October 18, 1877
Abram Grothe was a man of faith, a man of God, a man of peace. In a fight, his first instinct was to end it without bloodshed. Even when he found himself trapped in Dodge City’s old rail station, set upon by a slavering figure from the shadows. He raised his gun and fired into the air over the figure’s shoulder, hoping to scare it off.
The figure’s hissing chuckle foretold no mirth. Abram took a step back, nearly tripping into a wall of dusty boxes, swallowed his fear, and squeezed off two shots at the shadowed man’s leg.
Still, it advanced. As it drew closer, Abram could make it out more clearly: something that may have once been a man but was no longer. Humanoid with greenish-grey skin, bloated and riddled with oozing sores. Its fingers became talons caked with dried blood. Its mouth held far too many teeth that were far too sharp, and it emanated a horrid stench, the stench of a butcher’s outhouse, that hit Abram’s face like a fist. Abram fought to keep from vomiting and fired his three remaining bullets into its chest, where he hoped its heart would be if such a creature still had one.
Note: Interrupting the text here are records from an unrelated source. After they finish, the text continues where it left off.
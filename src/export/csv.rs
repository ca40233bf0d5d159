use crate::model::{Dated, Transaction};
use crate::Result;
use anyhow::{anyhow, ensure, Context};
use csv::{QuoteStyle, Terminator, WriterBuilder};

pub const FILE_NAME: &str = "lich_su_giao_dich.csv";

/// Spreadsheet apps need the byte order mark to pick UTF-8 for the Vietnamese headers.
const BOM: &str = "\u{feff}";

/// Renders the revenue ledger as CSV. Text fields are quoted, amounts are not.
pub fn transactions_csv(transactions: &[Transaction]) -> Result<String> {
    ensure!(
        !transactions.is_empty(),
        "Chưa có giao dịch nào để xuất."
    );

    let mut wtr = WriterBuilder::new()
        .quote_style(QuoteStyle::NonNumeric)
        .terminator(Terminator::Any(b'\n'))
        .from_writer(vec![]);

    wtr.write_record(["ID", "Ngày", "Ghi chú", "Số tiền (VND)"])
        .context("Unable to write CSV header")?;

    for t in transactions {
        wtr.write_record([
            t.id().to_string(),
            t.date().format("%d/%m/%Y").to_string(),
            t.description().to_string(),
            t.amount().value().normalize().to_string(),
        ])
        .with_context(|| format!("Unable to write CSV row for transaction {}", t.id()))?;
    }

    let data = wtr
        .into_inner()
        .map_err(|e| anyhow!("CSV writer error: {e}"))?;
    let body = String::from_utf8(data).context("CSV output is not valid UTF-8")?;
    Ok(format!("{BOM}{body}"))
}

#[cfg(test)]
mod tests {
    use super::*;
    use crate::model::{BusinessCategory, Vnd};
    use chrono::NaiveDate;

    #[test]
    fn test_empty_ledger_is_an_error() {
        assert!(transactions_csv(&[]).is_err());
    }

    #[test]
    fn test_csv_layout() {
        let date = NaiveDate::from_ymd_opt(2025, 7, 1).unwrap();
        let t = Transaction::new(
            date,
            Vnd::from(1_500_000),
            BusinessCategory::Distribution,
            Some(r#"Bán "combo" tết"#),
        )
        .unwrap();
        let csv = transactions_csv(std::slice::from_ref(&t)).unwrap();

        assert!(csv.starts_with('\u{feff}'));
        let lines: Vec<&str> = csv.trim_start_matches('\u{feff}').lines().collect();
        assert_eq!(lines.len(), 2);
        assert_eq!(lines[0], r#""ID","Ngày","Ghi chú","Số tiền (VND)""#);
        assert_eq!(
            lines[1],
            format!(r#""{}","01/07/2025","Bán ""combo"" tết",1500000"#, t.id())
        );
    }
}
//! Tax calculators. Everything in here is a pure function over static tables; nothing touches the
//! store or the network.

pub mod corporate;
pub mod ecommerce;
pub mod hkd;
pub mod pit;
pub mod quick;
pub mod roadmap;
Its bloated flesh quivered, the creature stopped … but only for a second. “Aim’s failed you. Out of bullets,” it snorted. It licked a sliver of old meat from between its teeth. “Now you die.”
Abram turned and ran. Thousands of crates here had been laid out like a maze; undoubtedly the creature had set it up as a hunting ground. There’d be no way out that it didn’t know about. It probably planned to let him run around and tire out before closing in for the kill. Abram frantically tore into the crates around him, throwing rotting planks, bags of undelivered mail, everything he could into the path behind him in the hope of tripping up the creature’s pursuit. It wasn’t much, he thought, but if he could get behind it somehow, find an opening when it tripped or went around a corner, he could –
That was when he saw it.
The box he’d just torn open held a sword. Even with his heart pounding in his ears and the lingering stench driving bile up his throat, he had to stop a moment in sheer awe. These rotting crates, stuffed with mouldering newspapers, had been here for years, yet the blade was as bright as if it had just been polished. Gingerly, he reached in and grasped it by the pommel. Light enough to swing, heavy enough to hurt, it seemed perfectly balanced in his grip. He glanced at the address printed on the crate, the person to whom this blade had originally been shipped.
“To Whom It May Concern.”
The Lord may work in mysterious ways, thought Abram, but sometimes He favors a more direct approach.